A U.S. Supreme Court police officer stands watch outside of the Supreme Court, June 26, 2025, in Washington.
Mariam Zuhaib/AP
She also reproduced in full one of the books at the heart of the dispute — “Uncle Bobby’s Wedding,” an illustrated children’s book about a gay couple and their niece — in the appendix of her dissent. Alito accused the book of advancing a “specific, if subtle, message” about marriage — that two people, regardless of their sex, can get married so long as they love each other — that is “contrary to the religious principles that the parents in this case wish to instill in their children.”
“The majority’s myopic attempt to resolve a major constitutional question through close textual analysis of Uncle Bobby’s Wedding also reveals its failure to accept and account for a fundamental truth: LGBTQ people exist. They are part of virtually every community and workplace of any appreciable size,” Sotomayor wrote in her dissent while blasting Alito for his interpretation of the book. “Eliminating books depicting LGBTQ individuals as happily accepted by their families will not eliminate student exposure to that concept. Nor does the Free Exercise Clause require the government to alter its programs to insulate students from that ‘message.'”

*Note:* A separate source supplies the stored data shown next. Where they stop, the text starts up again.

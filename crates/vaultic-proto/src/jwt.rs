//! Access token (JWT) parsing.
//!
//! The token is split into its three segments; header and claims are
//! base64url/JSON decoded, the signature is kept as raw bytes together
//! with the exact signed-payload bytes (`header.claims`) so the session
//! layer can RSA-verify against the server key. Signature verification
//! itself is a crypto collaborator concern.

use serde::{Deserialize, Serialize};

use crate::error::{ProtocolError, Result};
use crate::utils::base64_url_decode;

/// Decoded JWT header.
#[derive(Debug, Clone, PartialEq, Eq, Serialize, Deserialize)]
pub struct JwtHeader {
    /// Signing algorithm identifier, e.g. `RS256`.
    pub alg: String,
    /// Token type, when present.
    #[serde(default, skip_serializing_if = "Option::is_none")]
    pub typ: Option<String>,
}

/// Decoded JWT claims.
///
/// Only the claims this core acts on are typed; unknown claims are
/// ignored rather than rejected, since the server may add claims freely.
#[derive(Debug, Clone, PartialEq, Eq, Serialize, Deserialize)]
pub struct JwtClaims {
    /// Expiry, seconds since the Unix epoch.
    pub exp: u64,
    /// Subject, when present.
    #[serde(default, skip_serializing_if = "Option::is_none")]
    pub sub: Option<String>,
    /// Issuer, when present.
    #[serde(default, skip_serializing_if = "Option::is_none")]
    pub iss: Option<String>,
}

/// A parsed access token.
#[derive(Debug, Clone, PartialEq, Eq)]
pub struct Jwt {
    raw: String,
    header: JwtHeader,
    claims: JwtClaims,
    signed_payload_len: usize,
    signature: Vec<u8>,
}

impl Jwt {
    /// Parse a JWT string into header, claims, and signature.
    ///
    /// # Errors
    ///
    /// [`ProtocolError::MalformedJwt`] when the token does not have three
    /// segments or a segment fails base64url/JSON decoding;
    /// [`ProtocolError::MissingExpiryClaim`] when the claims carry no
    /// `exp`. Either is terminal for the sign-in attempt.
    pub fn parse(raw: &str) -> Result<Self> {
        let mut segments = raw.split('.');
        let (header_b64, claims_b64, signature_b64) =
            match (segments.next(), segments.next(), segments.next()) {
                (Some(h), Some(c), Some(s)) if segments.next().is_none() => (h, c, s),
                _ => {
                    return Err(ProtocolError::MalformedJwt {
                        reason: "expected three dot-separated segments".to_string(),
                    })
                }
            };

        let header_bytes = base64_url_decode(header_b64).map_err(|e| ProtocolError::MalformedJwt {
            reason: format!("header segment: {e}"),
        })?;
        let header: JwtHeader =
            serde_json::from_slice(&header_bytes).map_err(|e| ProtocolError::MalformedJwt {
                reason: format!("header JSON: {e}"),
            })?;

        let claims_bytes = base64_url_decode(claims_b64).map_err(|e| ProtocolError::MalformedJwt {
            reason: format!("claims segment: {e}"),
        })?;
        // Probe for exp before typed decode so its absence is reported as
        // the expiry-contract violation it is, not a generic parse error.
        let claims_value: serde_json::Value =
            serde_json::from_slice(&claims_bytes).map_err(|e| ProtocolError::MalformedJwt {
                reason: format!("claims JSON: {e}"),
            })?;
        if claims_value.get("exp").is_none() {
            return Err(ProtocolError::MissingExpiryClaim);
        }
        let claims: JwtClaims =
            serde_json::from_value(claims_value).map_err(|e| ProtocolError::MalformedJwt {
                reason: format!("claims JSON: {e}"),
            })?;

        let signature =
            base64_url_decode(signature_b64).map_err(|e| ProtocolError::MalformedJwt {
                reason: format!("signature segment: {e}"),
            })?;

        Ok(Self {
            raw: raw.to_string(),
            header,
            claims,
            signed_payload_len: header_b64.len() + 1 + claims_b64.len(),
            signature,
        })
    }

    /// The original token string.
    #[must_use]
    pub fn as_str(&self) -> &str {
        &self.raw
    }

    /// Decoded header.
    #[must_use]
    pub fn header(&self) -> &JwtHeader {
        &self.header
    }

    /// Decoded claims.
    #[must_use]
    pub fn claims(&self) -> &JwtClaims {
        &self.claims
    }

    /// The exact bytes the server signed: `header_b64.claims_b64`.
    #[must_use]
    pub fn signed_payload(&self) -> &[u8] {
        &self.raw.as_bytes()[..self.signed_payload_len]
    }

    /// Decoded signature bytes.
    #[must_use]
    pub fn signature(&self) -> &[u8] {
        &self.signature
    }

    /// Whether the expiry claim has elapsed as of `now`.
    ///
    /// Pure function of `(token, now)`; re-evaluated on every use, never
    /// cached as a boolean.
    #[must_use]
    pub fn is_expired(&self, now: u64) -> bool {
        now >= self.claims.exp
    }
}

In 2022, after introducing several LGBTQ-themed books into its language arts curriculum, the Montgomery County school board allowed parents to opt out if the content was deemed objectionable as a matter of faith. One year later, officials reversed course and said the opt-out program had become unwieldy and ran counter to values of inclusion.

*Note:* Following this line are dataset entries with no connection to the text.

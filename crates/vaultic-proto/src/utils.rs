//! Common utilities: the timestamp source and base64url helpers.

use base64::{engine::general_purpose::URL_SAFE_NO_PAD, Engine};
use std::time::{SystemTime, UNIX_EPOCH};

/// Returns the current Unix timestamp in seconds.
///
/// Single source of truth for wall-clock reads across the workspace.
/// Validity predicates take `now` as an explicit parameter so tests can
/// pin the clock; production callers pass this.
///
/// # Panics
///
/// Panics if the system clock is set before the Unix epoch.
pub fn current_timestamp() -> u64 {
    SystemTime::now()
        .duration_since(UNIX_EPOCH)
        .expect("system time is before Unix epoch")
        .as_secs()
}

/// Base64url encode without padding (the JWT segment encoding).
pub fn base64_url_encode(data: &[u8]) -> String {
    URL_SAFE_NO_PAD.encode(data)
}

/// Base64url decode a JWT segment.
pub fn base64_url_decode(data: &str) -> Result<Vec<u8>, base64::DecodeError> {
    URL_SAFE_NO_PAD.decode(data)
}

The parents alleged that use of the books in an elementary school curriculum — without an opportunity to be excused — amounts to government-led indoctrination regarding sensitive matters of sexuality. The school board insisted the books merely expose kids to diverse viewpoints and ideas.

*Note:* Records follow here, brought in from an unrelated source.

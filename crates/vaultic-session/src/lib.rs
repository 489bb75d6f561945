//! # vaultic-session
//!
//! The session authentication core: the challenge-response handshake,
//! session token model, session state machine, and the session-scoped
//! database gate.
//!
//! All session mutations serialize through [`SessionService`], the single
//! session actor; state changes are broadcast on a watch channel that the
//! store gate and UI subscribe to. Network transport, PGP/RSA crypto, and
//! the encrypted store itself are consumed through the collaborator
//! traits in [`traits`].

#![forbid(unsafe_code)]
#![warn(clippy::all)]

pub mod config;
pub mod error;
pub mod handshake;
pub mod service;
pub mod state;
pub mod store_gate;
pub mod tokens;
pub mod traits;

#[cfg(test)]
pub(crate) mod test_support;

pub use config::SessionConfig;
pub use error::{CryptoError, NetworkError, Result, SessionError, StoreError};
pub use handshake::{RefreshResponse, SignInRequest};
pub use service::SessionService;
pub use state::{MfaContext, MfaMethod, SessionState};
pub use store_gate::StoreGate;
pub use tokens::SessionTokens;
pub use traits::{CryptoOperations, NetworkOperations, VaultStore};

Pending the completion of the legal challenge, the school board “should be ordered to notify them in advance whenever one of the books in question or any other similar book is to be used in any way and to allow them to have their children excused from that instruction,” Alito wrote.
The Supreme Court’s conservative majority signaled during oral arguments in April that it was poised to establish a right of parents to opt out for sensitive subjects, saying it should be common sense.
Eric Baxter, vice president and senior counsel at the Becket Fund for Religious Liberty who argued the case on behalf of the parents seeking the opt-out, called the ruling an “historic victory for parental rights in Maryland and across America.”
“Kids shouldn’t be forced into conversations about drag queens, pride parades, or gender transitions without their parents’ permission,” Baxter said in a statement. “Today, the Court restored common sense and made clear that parents — not government — have the final say in how their children are raised.”
An attorney representing the authors of some of the books involved in the case called the ruling “a deeply disappointing blow to the right to read under the First Amendment.”
“It is a fundamental betrayal of public schools’ duty to prepare students to live in a diverse and pluralistic society,” attorney Elly Brinkley, with U.S. Free Expression Programs, said in a statement. “By allowing parents to pull their children out of classrooms when they object to particular content, the justices are laying the foundation for a new frontier in the assault on books of all kinds in schools.”
Brinkley said opt-outs for religious objections “will chill what is taught in schools and usher in a more narrow orthodoxy as fear of offending any ideology or sensibility takes hold.”
President Donald Trump called the ruling a “tremendous victory for parents” during a White House press briefing Friday.
Deputy Attorney General Todd Blanche, during the briefing, thanked the Supreme Court for the decision, saying that restoring parents’ rights to decide their child’s education “seems like a basic idea, but it took the Supreme Court to set the record straight.”
“Now that ruling allows parents to opt out of dangerous trans ideology and make the decisions for their children that they believe is correct,” Blanche said.